> [Data for analysis]
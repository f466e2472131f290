//! Note repository implementation.

use std::collections::HashMap;

use async_trait::async_trait;
use chrono::Utc;
use sqlx::{Pool, Postgres, Row};
use uuid::Uuid;

use quill_core::{
    new_v7, CreateNoteRequest, Error, Note, NoteDetail, NoteRepository, Result, Tag,
    UpdateNoteRequest,
};

/// PostgreSQL implementation of NoteRepository.
pub struct PgNoteRepository {
    pool: Pool<Postgres>,
}

impl PgNoteRepository {
    /// Create a new PgNoteRepository with the given connection pool.
    pub fn new(pool: Pool<Postgres>) -> Self {
        Self { pool }
    }

    /// Fetch tags for a batch of notes in one query, keyed by note id.
    ///
    /// Avoids an N+1 round-trip when listing notes with their tags.
    async fn tags_by_note(&self, note_ids: &[Uuid]) -> Result<HashMap<Uuid, Vec<Tag>>> {
        if note_ids.is_empty() {
            return Ok(HashMap::new());
        }

        let rows = sqlx::query(
            "SELECT nt.note_id, t.id, t.owner_id, t.name, t.created_at
             FROM note_tag nt
             JOIN tag t ON t.id = nt.tag_id
             WHERE nt.note_id = ANY($1)
             ORDER BY t.name",
        )
        .bind(note_ids)
        .fetch_all(&self.pool)
        .await
        .map_err(Error::Database)?;

        let mut by_note: HashMap<Uuid, Vec<Tag>> = HashMap::new();
        for row in rows {
            let note_id: Uuid = row.get("note_id");
            by_note.entry(note_id).or_default().push(Tag {
                id: row.get("id"),
                owner_id: row.get("owner_id"),
                name: row.get("name"),
                created_at: row.get("created_at"),
            });
        }
        Ok(by_note)
    }
}

#[async_trait]
impl NoteRepository for PgNoteRepository {
    async fn insert(&self, req: CreateNoteRequest) -> Result<Note> {
        let id = new_v7();
        let now = Utc::now();

        let note = sqlx::query_as::<_, Note>(
            "INSERT INTO note (id, owner_id, folder_id, title, body, created_at, updated_at)
             VALUES ($1, $2, $3, $4, $5, $6, $6)
             RETURNING id, owner_id, folder_id, title, body, created_at, updated_at",
        )
        .bind(id)
        .bind(req.owner_id)
        .bind(req.folder_id)
        .bind(&req.title)
        .bind(&req.body)
        .bind(now)
        .fetch_one(&self.pool)
        .await
        .map_err(Error::Database)?;

        Ok(note)
    }

    async fn get(&self, id: Uuid) -> Result<Option<Note>> {
        let note = sqlx::query_as::<_, Note>(
            "SELECT id, owner_id, folder_id, title, body, created_at, updated_at
             FROM note WHERE id = $1",
        )
        .bind(id)
        .fetch_optional(&self.pool)
        .await
        .map_err(Error::Database)?;

        Ok(note)
    }

    async fn get_detail(&self, id: Uuid) -> Result<Option<NoteDetail>> {
        let Some(note) = self.get(id).await? else {
            return Ok(None);
        };

        let mut tags_map = self.tags_by_note(&[id]).await?;
        let tags = tags_map.remove(&id).unwrap_or_default();

        Ok(Some(NoteDetail { note, tags }))
    }

    async fn list_for_owner(&self, owner_id: Uuid) -> Result<Vec<NoteDetail>> {
        let notes = sqlx::query_as::<_, Note>(
            "SELECT id, owner_id, folder_id, title, body, created_at, updated_at
             FROM note WHERE owner_id = $1
             ORDER BY updated_at DESC",
        )
        .bind(owner_id)
        .fetch_all(&self.pool)
        .await
        .map_err(Error::Database)?;

        let ids: Vec<Uuid> = notes.iter().map(|n| n.id).collect();
        let mut tags_map = self.tags_by_note(&ids).await?;

        let details = notes
            .into_iter()
            .map(|note| {
                let tags = tags_map.remove(&note.id).unwrap_or_default();
                NoteDetail { note, tags }
            })
            .collect();

        Ok(details)
    }

    async fn update(&self, id: Uuid, req: UpdateNoteRequest) -> Result<Note> {
        let now = Utc::now();

        let note = sqlx::query_as::<_, Note>(
            "UPDATE note
             SET title = COALESCE($2, title),
                 body = COALESCE($3, body),
                 updated_at = $4
             WHERE id = $1
             RETURNING id, owner_id, folder_id, title, body, created_at, updated_at",
        )
        .bind(id)
        .bind(req.title.as_deref())
        .bind(req.body.as_deref())
        .bind(now)
        .fetch_optional(&self.pool)
        .await
        .map_err(Error::Database)?;

        note.ok_or(Error::NoteNotFound(id))
    }

    async fn delete(&self, id: Uuid) -> Result<()> {
        let result = sqlx::query("DELETE FROM note WHERE id = $1")
            .bind(id)
            .execute(&self.pool)
            .await
            .map_err(Error::Database)?;

        if result.rows_affected() == 0 {
            return Err(Error::NoteNotFound(id));
        }
        Ok(())
    }

    async fn set_folder(&self, id: Uuid, folder_id: Option<Uuid>) -> Result<Note> {
        let now = Utc::now();

        let note = sqlx::query_as::<_, Note>(
            "UPDATE note SET folder_id = $2, updated_at = $3 WHERE id = $1
             RETURNING id, owner_id, folder_id, title, body, created_at, updated_at",
        )
        .bind(id)
        .bind(folder_id)
        .bind(now)
        .fetch_optional(&self.pool)
        .await
        .map_err(Error::Database)?;

        note.ok_or(Error::NoteNotFound(id))
    }
}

> [What the task asks]
Every record, restated word for word, should make up your reply.

> [Task response]
repository f466e2472131f290
//! Note repository implementation.

use std::collections::HashMap;

use async_trait::async_trait;
use chrono::Utc;
use sqlx::{Pool, Postgres, Row};
use uuid::Uuid;

use quill_core::{
    new_v7, CreateNoteRequest, Error, Note, NoteDetail, NoteRepository, Result, Tag,
    UpdateNoteRequest,
};

/// PostgreSQL implementation of NoteRepository.
pub struct PgNoteRepository {
    pool: Pool<Postgres>,
}

impl PgNoteRepository {
    /// Create a new PgNoteRepository with the given connection pool.
    pub fn new(pool: Pool<Postgres>) -> Self {
        Self { pool }
    }

    /// Fetch tags for a batch of notes in one query, keyed by note id.
    ///
    /// Avoids an N+1 round-trip when listing notes with their tags.
    async fn tags_by_note(&self, note_ids: &[Uuid]) -> Result<HashMap<Uuid, Vec<Tag>>> {
        if note_ids.is_empty() {
            return Ok(HashMap::new());
        }

        let rows = sqlx::query(
            "SELECT nt.note_id, t.id, t.owner_id, t.name, t.created_at
             FROM note_tag nt
             JOIN tag t ON t.id = nt.tag_id
             WHERE nt.note_id = ANY($1)
             ORDER BY t.name",
        )
        .bind(note_ids)
        .fetch_all(&self.pool)
        .await
        .map_err(Error::Database)?;

        let mut by_note: HashMap<Uuid, Vec<Tag>> = HashMap::new();
        for row in rows {
            let note_id: Uuid = row.get("note_id");
            by_note.entry(note_id).or_default().push(Tag {
                id: row.get("id"),
                owner_id: row.get("owner_id"),
                name: row.get("name"),
                created_at: row.get("created_at"),
            });
        }
        Ok(by_note)
    }
}

#[async_trait]
impl NoteRepository for PgNoteRepository {
    async fn insert(&self, req: CreateNoteRequest) -> Result<Note> {
        let id = new_v7();
        let now = Utc::now();

        let note = sqlx::query_as::<_, Note>(
            "INSERT INTO note (id, owner_id, folder_id, title, body, created_at, updated_at)
             VALUES ($1, $2, $3, $4, $5, $6, $6)
             RETURNING id, owner_id, folder_id, title, body, created_at, updated_at",
        )
        .bind(id)
        .bind(req.owner_id)
        .bind(req.folder_id)
        .bind(&req.title)
        .bind(&req.body)
        .bind(now)
        .fetch_one(&self.pool)
        .await
        .map_err(Error::Database)?;

        Ok(note)
    }

    async fn get(&self, id: Uuid) -> Result<Option<Note>> {
        let note = sqlx::query_as::<_, Note>(
            "SELECT id, owner_id, folder_id, title, body, created_at, updated_at
             FROM note WHERE id = $1",
        )
        .bind(id)
        .fetch_optional(&self.pool)
        .await
        .map_err(Error::Database)?;

        Ok(note)
    }

    async fn get_detail(&self, id: Uuid) -> Result<Option<NoteDetail>> {
        let Some(note) = self.get(id).await? else {
            return Ok(None);
        };

        let mut tags_map = self.tags_by_note(&[id]).await?;
        let tags = tags_map.remove(&id).unwrap_or_default();

        Ok(Some(NoteDetail { note, tags }))
    }

    async fn list_for_owner(&self, owner_id: Uuid) -> Result<Vec<NoteDetail>> {
        let notes = sqlx::query_as::<_, Note>(
            "SELECT id, owner_id, folder_id, title, body, created_at, updated_at
             FROM note WHERE owner_id = $1
             ORDER BY updated_at DESC",
        )
        .bind(owner_id)
        .fetch_all(&self.pool)
        .await
        .map_err(Error::Database)?;

        let ids: Vec<Uuid> = notes.iter().map(|n| n.id).collect();
        let mut tags_map = self.tags_by_note(&ids).await?;

        let details = notes
            .into_iter()
            .map(|note| {
                let tags = tags_map.remove(&note.id).unwrap_or_default();
                NoteDetail { note, tags }
            })
            .collect();

        Ok(details)
    }

    async fn update(&self, id: Uuid, req: UpdateNoteRequest) -> Result<Note> {
        let now = Utc::now();

        let note = sqlx::query_as::<_, Note>(
            "UPDATE note
             SET title = COALESCE($2, title),
                 body = COALESCE($3, body),
                 updated_at = $4
             WHERE id = $1
             RETURNING id, owner_id, folder_id, title, body, created_at, updated_at",
        )
        .bind(id)
        .bind(req.title.as_deref())
        .bind(req.body.as_deref())
        .bind(now)
        .fetch_optional(&self.pool)
        .await
        .map_err(Error::Database)?;

        note.ok_or(Error::NoteNotFound(id))
    }

    async fn delete(&self, id: Uuid) -> Result<()> {
        let result = sqlx::query("DELETE FROM note WHERE id = $1")
            .bind(id)
            .execute(&self.pool)
            .await
            .map_err(Error::Database)?;

        if result.rows_affected() == 0 {
            return Err(Error::NoteNotFound(id));
        }
        Ok(())
    }

    async fn set_folder(&self, id: Uuid, folder_id: Option<Uuid>) -> Result<Note> {
        let now = Utc::now();

        let note = sqlx::query_as::<_, Note>(
            "UPDATE note SET folder_id = $2, updated_at = $3 WHERE id = $1
             RETURNING id, owner_id, folder_id, title, body, created_at, updated_at",
        )
        .bind(id)
        .bind(folder_id)
        .bind(now)
        .fetch_optional(&self.pool)
        .await
        .map_err(Error::Database)?;

        note.ok_or(Error::NoteNotFound(id))
    }
}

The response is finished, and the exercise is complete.